For me it’s not just about having the best possible critique, we should also try to turn that critique into alternatives. I agree that states are not necessarily going to accept it today, but that’s fine – it took 30 years before the Abs-Shawcross model became the global standard. And for me, thinking about alternatives will be fun – it will be fun to stop thinking about fair and equitable treatment and expropriation and bilateral treaties, to sit down and think about things differently. For instance, we could have an international organisation dealing with foreign investment, where states are the only members and investors don’t have a voice, they speak through states. We could think about re-implementing the need for exhaustion of domestic remedies and saying that the only cause of action is denial of justice, and arbitrators will have to interpret not just domestic law and international law but also the decision of the national judges, which would bring into account whatever is happening socially in the country. I may not like the opinion of particular national judges, but at least they were appointed through the institutional mechanisms of the community and represent the way some people in that community think about the law and values. And that would be a very different system to what we have today – and not the system that the norm entrepreneurs wanted because they wanted a system that would give foreign investment a very special status in the economy.

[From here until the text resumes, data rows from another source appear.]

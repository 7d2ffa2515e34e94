//! The closed set of resource types the engine drives.

use std::fmt;

use fabrik_state::{groups, kinds};

use crate::backend::BackendKind;

/// One operator and one status poller exist per variant.
#[derive(Debug, Clone, Copy, PartialEq, Eq, Hash)]
pub enum OperatorKind {
    Task,
    Backup,
    Restore,
    Deployment,
    AgentCall,
    ServiceFlow,
}

impl OperatorKind {
    pub const ALL: [OperatorKind; 6] = [
        OperatorKind::Task,
        OperatorKind::Backup,
        OperatorKind::Restore,
        OperatorKind::Deployment,
        OperatorKind::AgentCall,
        OperatorKind::ServiceFlow,
    ];

    pub fn group(&self) -> &'static str {
        match self {
            OperatorKind::Task | OperatorKind::ServiceFlow => groups::SERVICE_FLOW,
            OperatorKind::Backup | OperatorKind::Restore => groups::BACKUP,
            OperatorKind::Deployment => groups::DEPLOYMENT,
            OperatorKind::AgentCall => groups::AGENT,
        }
    }

    pub fn kind(&self) -> &'static str {
        match self {
            OperatorKind::Task => kinds::TASK,
            OperatorKind::Backup => kinds::DEFAULT_BACKUP,
            OperatorKind::Restore => kinds::DEFAULT_RESTORE,
            OperatorKind::Deployment => kinds::DIRECTOR,
            OperatorKind::AgentCall => kinds::AGENT_CALL,
            OperatorKind::ServiceFlow => kinds::SERIAL_SERVICE_FLOW,
        }
    }

    /// Short name used in configuration and logs.
    pub fn name(&self) -> &'static str {
        match self {
            OperatorKind::Task => "task",
            OperatorKind::Backup => "backup",
            OperatorKind::Restore => "restore",
            OperatorKind::Deployment => "deployment",
            OperatorKind::AgentCall => "agent_call",
            OperatorKind::ServiceFlow => "serviceflow",
        }
    }

    pub fn from_name(name: &str) -> Option<Self> {
        Self::ALL.into_iter().find(|k| k.name() == name)
    }

    /// The backend whose jobs this kind submits, if it submits any.
    /// Tasks and flows are driven through child resources instead.
    pub fn backend(&self) -> Option<BackendKind> {
        match self {
            OperatorKind::Backup | OperatorKind::Restore => Some(BackendKind::Snapshot),
            OperatorKind::Deployment => Some(BackendKind::Director),
            OperatorKind::AgentCall => Some(BackendKind::Agent),
            OperatorKind::Task | OperatorKind::ServiceFlow => None,
        }
    }

    /// Operation submitted when the resource options name none.
    pub fn default_operation(&self) -> &'static str {
        match self {
            OperatorKind::Backup => "backup",
            OperatorKind::Restore => "restore",
            OperatorKind::Deployment => "create",
            OperatorKind::AgentCall => "call",
            OperatorKind::Task => "task",
            OperatorKind::ServiceFlow => "serviceflow",
        }
    }

    /// Whether work on this kind must hold the instance's deployment lock.
    pub fn takes_deployment_lock(&self) -> bool {
        matches!(
            self,
            OperatorKind::Backup | OperatorKind::Restore | OperatorKind::Deployment
        )
    }
}

impl fmt::Display for OperatorKind {
    fn fmt(&self, f: &mut fmt::Formatter<'_>) -> fmt::Result {
        f.write_str(self.name())
    }
}

#[cfg(test)]
mod tests {
    use super::*;

    #[test]
    fn every_kind_maps_to_a_distinct_resource_type() {
        let mut seen = std::collections::HashSet::new();
        for kind in OperatorKind::ALL {
            assert!(seen.insert((kind.group(), kind.kind())));
            assert_eq!(OperatorKind::from_name(kind.name()), Some(kind));
        }
        assert_eq!(OperatorKind::from_name("snapshot"), None);
    }

    #[test]
    fn backend_kinds() {
        assert_eq!(OperatorKind::Backup.backend(), Some(BackendKind::Snapshot));
        assert_eq!(OperatorKind::Deployment.backend(), Some(BackendKind::Director));
        assert_eq!(OperatorKind::ServiceFlow.backend(), None);
        assert!(OperatorKind::Restore.takes_deployment_lock());
        assert!(!OperatorKind::AgentCall.takes_deployment_lock());
    }
}
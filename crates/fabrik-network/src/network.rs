//! Network specs and the planner entry point.

use std::fmt;
use std::str::FromStr;

use serde::{Deserialize, Serialize};
use serde_json::Value;

use crate::error::{NetworkError, NetworkResult};
use crate::subnet::{Segmentation, SubnetPlan, SubnetSpec, plan_subnet};

#[derive(Debug, Clone, Copy, PartialEq, Eq, Serialize, Deserialize)]
#[serde(rename_all = "snake_case")]
pub enum NetworkType {
    Manual,
    Dynamic,
}

impl fmt::Display for NetworkType {
    fn fmt(&self, f: &mut fmt::Formatter<'_>) -> fmt::Result {
        match self {
            NetworkType::Manual => f.write_str("manual"),
            NetworkType::Dynamic => f.write_str("dynamic"),
        }
    }
}

impl FromStr for NetworkType {
    type Err = String;

    fn from_str(s: &str) -> Result<Self, Self::Err> {
        match s {
            "manual" => Ok(NetworkType::Manual),
            "dynamic" => Ok(NetworkType::Dynamic),
            other => Err(other.to_string()),
        }
    }
}

/// A configured network. `type` stays a free string here so that an
/// unsupported value is reported as a planning error naming the network.
#[derive(Debug, Clone, PartialEq, Serialize, Deserialize)]
pub struct NetworkSpec {
    pub name: String,
    #[serde(rename = "type")]
    pub kind: String,
    #[serde(default)]
    pub subnets: Vec<SubnetSpec>,
}

impl NetworkSpec {
    pub fn manual(name: impl Into<String>, subnets: Vec<SubnetSpec>) -> Self {
        Self {
            name: name.into(),
            kind: NetworkType::Manual.to_string(),
            subnets,
        }
    }

    pub fn dynamic(name: impl Into<String>, subnets: Vec<SubnetSpec>) -> Self {
        Self {
            name: name.into(),
            kind: NetworkType::Dynamic.to_string(),
            subnets,
        }
    }

    pub fn network_type(&self) -> NetworkResult<NetworkType> {
        self.kind
            .parse()
            .map_err(|kind| NetworkError::UnsupportedNetworkType {
                network: self.name.clone(),
                kind,
            })
    }

    /// Check type and ranges without planning a segment.
    pub fn validate(&self) -> NetworkResult<()> {
        if self.network_type()? == NetworkType::Manual {
            for subnet in &self.subnets {
                crate::cidr::Ipv4Cidr::parse(&subnet.range)?;
            }
        }
        Ok(())
    }
}

/// Dynamic subnets carry no address bookkeeping.
#[derive(Debug, Clone, PartialEq, Serialize)]
pub struct DynamicSubnet {
    pub az: String,
    pub dns: Vec<std::net::Ipv4Addr>,
    pub cloud_properties: Value,
}

#[derive(Debug, Clone, PartialEq, Serialize)]
#[serde(tag = "type", rename_all = "snake_case")]
pub enum NetworkPlan {
    Manual {
        name: String,
        subnets: Vec<SubnetPlan>,
    },
    Dynamic {
        name: String,
        subnets: Vec<DynamicSubnet>,
    },
}

impl NetworkPlan {
    pub fn name(&self) -> &str {
        match self {
            NetworkPlan::Manual { name, .. } | NetworkPlan::Dynamic { name, .. } => name,
        }
    }

    pub fn azs(&self) -> Vec<String> {
        match self {
            NetworkPlan::Manual { subnets, .. } => subnets.iter().map(|s| s.az.clone()).collect(),
            NetworkPlan::Dynamic { subnets, .. } => subnets.iter().map(|s| s.az.clone()).collect(),
        }
    }

    /// Manual subnets in AZ order; empty for dynamic networks.
    pub fn manual_subnets(&self) -> &[SubnetPlan] {
        match self {
            NetworkPlan::Manual { subnets, .. } => subnets,
            NetworkPlan::Dynamic { .. } => &[],
        }
    }
}

/// Plan every network in order for segment `index`.
pub fn plan_networks(
    specs: &[NetworkSpec],
    index: u32,
    segmentation: &Segmentation,
) -> NetworkResult<Vec<NetworkPlan>> {
    specs
        .iter()
        .map(|spec| match spec.network_type()? {
            NetworkType::Manual => Ok(NetworkPlan::Manual {
                name: spec.name.clone(),
                subnets: spec
                    .subnets
                    .iter()
                    .map(|subnet| plan_subnet(subnet, index, segmentation))
                    .collect::<NetworkResult<_>>()?,
            }),
            NetworkType::Dynamic => Ok(NetworkPlan::Dynamic {
                name: spec.name.clone(),
                subnets: spec
                    .subnets
                    .iter()
                    .map(|subnet| DynamicSubnet {
                        az: subnet.az.clone(),
                        dns: subnet.dns.clone(),
                        cloud_properties: subnet.cloud_properties.clone(),
                    })
                    .collect(),
            }),
        })
        .collect()
}

/// Find one network by name.
pub fn find_network<'a>(specs: &'a [NetworkSpec], name: &str) -> NetworkResult<&'a NetworkSpec> {
    specs
        .iter()
        .find(|spec| spec.name == name)
        .ok_or_else(|| NetworkError::UnknownNetwork(name.to_string()))
}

I would love that kind of conversation but it is difficult to get it at a policy level because governments don’t seem to be very interested, but maybe there is space for that, and that’s the call of the book at the end – to see whether we can think more creatively about international investment law and forget for a while the investment treaty law. We can think about international investment law in many different ways, but investment treaty law really narrows down our canon of imagination.

The ILA Reporter thanks Dr Perrone for his time.

Stephanie Triefus is a PhD Candidate at Erasmus University Rotterdam in the field of human rights and international investment law and an Assistant Editor of the ILA Reporter.